The Manaiakalani Kāhui Ako teachers began the year on the front foot in 2018. Many of the CoL teachers were returning for a second year in the role and were very clear in their own minds about how they planned to approach their inquiries this year.  The new-to-the-role teachers had done their homework and explored the 2017 inquiries and were equally confident about how they would contribute to the collaborative process.

With this foundation, we were able to begin the year ready to launch into collaboration, conversation, and critical thinking.

Our website was already populated with the collaborative inquiry groups based around our achievement challenges and people slid into the group conversations with ease.

Our first after-school PLG was held on Thursday, February 8th. We had two guest speakers to provoke and support our approach in 2018, both from Auckland University; Dr Jannie Van Hees and Dr Rebecca Jesson.
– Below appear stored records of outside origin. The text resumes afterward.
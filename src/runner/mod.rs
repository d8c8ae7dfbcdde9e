//! External process execution.
//!
//! `ProcessRunner` owns the one mechanism every step shares: spawn a command,
//! stream its stdout and stderr line-by-line into a callback as they are
//! produced, and resolve with an exit status. Cancellation is cooperative and
//! process-directed: a triggered `StopSignal` kills the in-flight child so the
//! blocking read unblocks promptly.

use std::path::Path;
use std::process::Stdio;
use std::sync::atomic::{AtomicBool, Ordering};
use std::sync::Arc;
use std::time::Duration;

use tokio::io::{AsyncBufReadExt, AsyncRead, BufReader};
use tokio::process::Command;
use tokio::sync::{broadcast, mpsc};
use tokio::time::timeout;

/// How long a cancelled run waits for the child to be reaped before issuing
/// a second kill. The run resolves `Cancelled` either way.
pub const KILL_GRACE: Duration = Duration::from_secs(5);

/// Shared cancellation primitive: a latched flag for boundary checks plus a
/// broadcast channel that unblocks an in-flight process read.
#[derive(Debug, Clone)]
pub struct StopSignal {
    flag: Arc<AtomicBool>,
    tx: broadcast::Sender<()>,
}

impl StopSignal {
    pub fn new() -> Self {
        let (tx, _) = broadcast::channel(1);
        Self {
            flag: Arc::new(AtomicBool::new(false)),
            tx,
        }
    }

    /// Latch the stop flag and wake any in-flight run
    pub fn trigger(&self) {
        self.flag.store(true, Ordering::SeqCst);
        let _ = self.tx.send(());
    }

    pub fn is_stopped(&self) -> bool {
        self.flag.load(Ordering::SeqCst)
    }

    /// Clear the latch for a fresh batch
    pub fn reset(&self) {
        self.flag.store(false, Ordering::SeqCst);
    }

    fn subscribe(&self) -> broadcast::Receiver<()> {
        self.tx.subscribe()
    }
}

impl Default for StopSignal {
    fn default() -> Self {
        Self::new()
    }
}

/// Errors the runner itself can produce. Spawn failure is kept distinct from
/// a process that ran and exited non-zero.
#[derive(thiserror::Error, Debug)]
pub enum RunnerError {
    #[error("Failed to spawn {program}: {source}")]
    Spawn {
        program: String,
        #[source]
        source: std::io::Error,
    },

    #[error("Process I/O error: {0}")]
    Io(#[from] std::io::Error),
}

/// Terminal status of one run
#[derive(Debug, Clone, Copy, PartialEq, Eq)]
pub enum RunStatus {
    /// The process ran to completion with this exit code (-1 when killed by
    /// a signal outside our control)
    Exited(i32),

    /// The run was cancelled via the stop signal; the real exit code is
    /// deliberately not reported
    Cancelled,
}

/// Runs one external command at a time against a shared stop signal
pub struct ProcessRunner {
    stop: StopSignal,
}

impl ProcessRunner {
    pub fn new(stop: StopSignal) -> Self {
        Self { stop }
    }

    /// Spawn `program` with `args`, forwarding each output line (stdout and
    /// stderr, as produced) to `on_line`, and wait for it to finish.
    pub async fn run(
        &self,
        program: &Path,
        args: &[String],
        working_dir: Option<&Path>,
        mut on_line: impl FnMut(&str),
    ) -> Result<RunStatus, RunnerError> {
        // Subscribe before the flag check so a trigger can't slip between them
        let mut shutdown_rx = self.stop.subscribe();
        if self.stop.is_stopped() {
            return Ok(RunStatus::Cancelled);
        }

        let mut command = Command::new(program);
        command
            .args(args)
            .stdin(Stdio::null())
            .stdout(Stdio::piped())
            .stderr(Stdio::piped())
            .kill_on_drop(true);

        if let Some(dir) = working_dir {
            command.current_dir(dir);
        }

        let mut child = command.spawn().map_err(|source| RunnerError::Spawn {
            program: program.display().to_string(),
            source,
        })?;

        // Both pipes feed one line channel; the channel closes when both hit EOF
        let (line_tx, mut line_rx) = mpsc::unbounded_channel::<String>();

        if let Some(stdout) = child.stdout.take() {
            tokio::spawn(forward_lines(stdout, line_tx.clone()));
        }
        if let Some(stderr) = child.stderr.take() {
            tokio::spawn(forward_lines(stderr, line_tx.clone()));
        }
        drop(line_tx);

        let mut cancelled = false;

        loop {
            tokio::select! {
                line = line_rx.recv() => match line {
                    Some(line) => on_line(&line),
                    None => break,
                },
                _ = shutdown_rx.recv(), if !cancelled => {
                    cancelled = true;
                    let _ = child.start_kill();
                }
            }
        }

        if cancelled {
            // Bounded grace for the reap, then kill again and wait it out
            if timeout(KILL_GRACE, child.wait()).await.is_err() {
                let _ = child.kill().await;
                let _ = child.wait().await;
            }
            return Ok(RunStatus::Cancelled);
        }

        let status = child.wait().await?;
        Ok(RunStatus::Exited(status.code().unwrap_or(-1)))
    }
}

async fn forward_lines(stream: impl AsyncRead + Unpin, tx: mpsc::UnboundedSender<String>) {
    let mut lines = BufReader::new(stream).lines();
    while let Ok(Some(line)) = lines.next_line().await {
        if tx.send(line).is_err() {
            break;
        }
    }
}
//! Step executors.
//!
//! A step is one external-process invocation wrapped with a pre-flight
//! idempotence check and a post-run artifact check. The two production steps
//! live in `ytdlp` (audio extraction) and `whisper` (transcription); the
//! traits exist so the orchestrator can be exercised with synthetic steps.

use async_trait::async_trait;
use std::path::{Path, PathBuf};
use tokio::sync::mpsc;

use crate::events::Event;
use crate::runner::{ProcessRunner, StopSignal};

pub mod whisper;
pub mod ytdlp;

pub use whisper::WhisperTranscriber;
pub use ytdlp::YtDlpExtractor;

/// Outcome of one step
#[derive(Debug, Clone, PartialEq, Eq)]
pub enum StepResult {
    /// The artifact was already present and non-empty; no process was spawned
    Skipped(PathBuf),

    /// The step produced this artifact
    Succeeded(PathBuf),

    /// The step did not produce its artifact
    Failed(StepFailure),
}

/// Why a step failed. Recorded per item; never aborts the batch.
#[derive(Debug, Clone, PartialEq, Eq, thiserror::Error)]
pub enum StepFailure {
    #[error("failed to spawn process: {0}")]
    Spawn(String),

    #[error("process exited with code {0}")]
    ProcessFailed(i32),

    #[error("expected output artifact is missing or empty")]
    ArtifactMissing,

    #[error("cancelled by user")]
    Cancelled,
}

/// What a step needs from its surroundings: somewhere to log and a stop
/// signal to run its process against.
#[derive(Clone)]
pub struct StepContext {
    events: mpsc::UnboundedSender<Event>,
    stop: StopSignal,
}

impl StepContext {
    pub fn new(events: mpsc::UnboundedSender<Event>, stop: StopSignal) -> Self {
        Self { events, stop }
    }

    /// Forward one line to the observer. Sending never blocks; a dropped
    /// receiver just means nobody is watching.
    pub fn log(&self, text: impl Into<String>) {
        let _ = self.events.send(Event::log(text));
    }

    pub fn stop(&self) -> &StopSignal {
        &self.stop
    }

    pub fn runner(&self) -> ProcessRunner {
        ProcessRunner::new(self.stop.clone())
    }
}

/// Audio extraction: turn a remote reference into a local audio file
#[async_trait]
pub trait AudioExtractor: Send + Sync {
    async fn extract(&self, url: &str, ctx: &StepContext) -> StepResult;
}

/// Transcription: turn an audio file into a subtitle file beside it
#[async_trait]
pub trait Transcriber: Send + Sync {
    async fn transcribe(&self, audio: &Path, ctx: &StepContext) -> StepResult;
}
The outcome of a year of robust and rigorous inquiry in 2017 was a consensus from all teachers that regardless of year level (ie 1-13), curriculum area or achievement challenge, language acquisition and development was proving the biggest barrier to progress and acceleration for young people in Manaiakalani schools. This includes acquisition in the early years and subsequently impacts the ability to transfer and sustain language across school levels and curriculum domains.

It was agreed that "Language in Abundance" is the lens for all our inquiries and Dr Jannie Van Hees has been invited to support us. She opened the conversation with a presentation using the notion that 
"Language in abundance environments ‘drip’ with language availability and attention, where noticing and relevant use of words allows for deeper, wider, more specific and precise, context-appropriate language expression…leading to knowing at deeper and broader levels."

Many of our teachers live-blogged their presentation, adding their reflections and responses.  Here is a selection of these.

Our attention then switched to the unique opportunity the Woolf Fisher Research Centre is offering our CoL in 2018-2020.  Dr Jesson will lead a team who will analyse data and evidence from teachers’ inquiries to identified Learn Create Share practices likely to contribute to accelerated progress for students. 

We have often spoken about the three lenses that Manaiakalani schools and teachers have available for exploring our learners' achievement and progress - and for providing evidence to whānau and the government about what is being achieved:

  • Each schools' own local assessment practices
  • Outcomes from each teacher's inquiry into their current practice
  • External evidence provided by WFRC when they evaluate our test data and conduct classroom observations and surveys
The next step for us was simply defined as, "Using meta-analysis to identify what works"!  We heard anecdotally from teachers over and over in 2017 as it emerged on their blogs and at every PLG and hui presentation.  Now we have the opportunity for external assessment of whether the effects are statistically significant (likely to be more than no effect 95% of the time) and whether the effects are stable (does the effect vary a lot?).

This presentation was also shared on teachers' blogs.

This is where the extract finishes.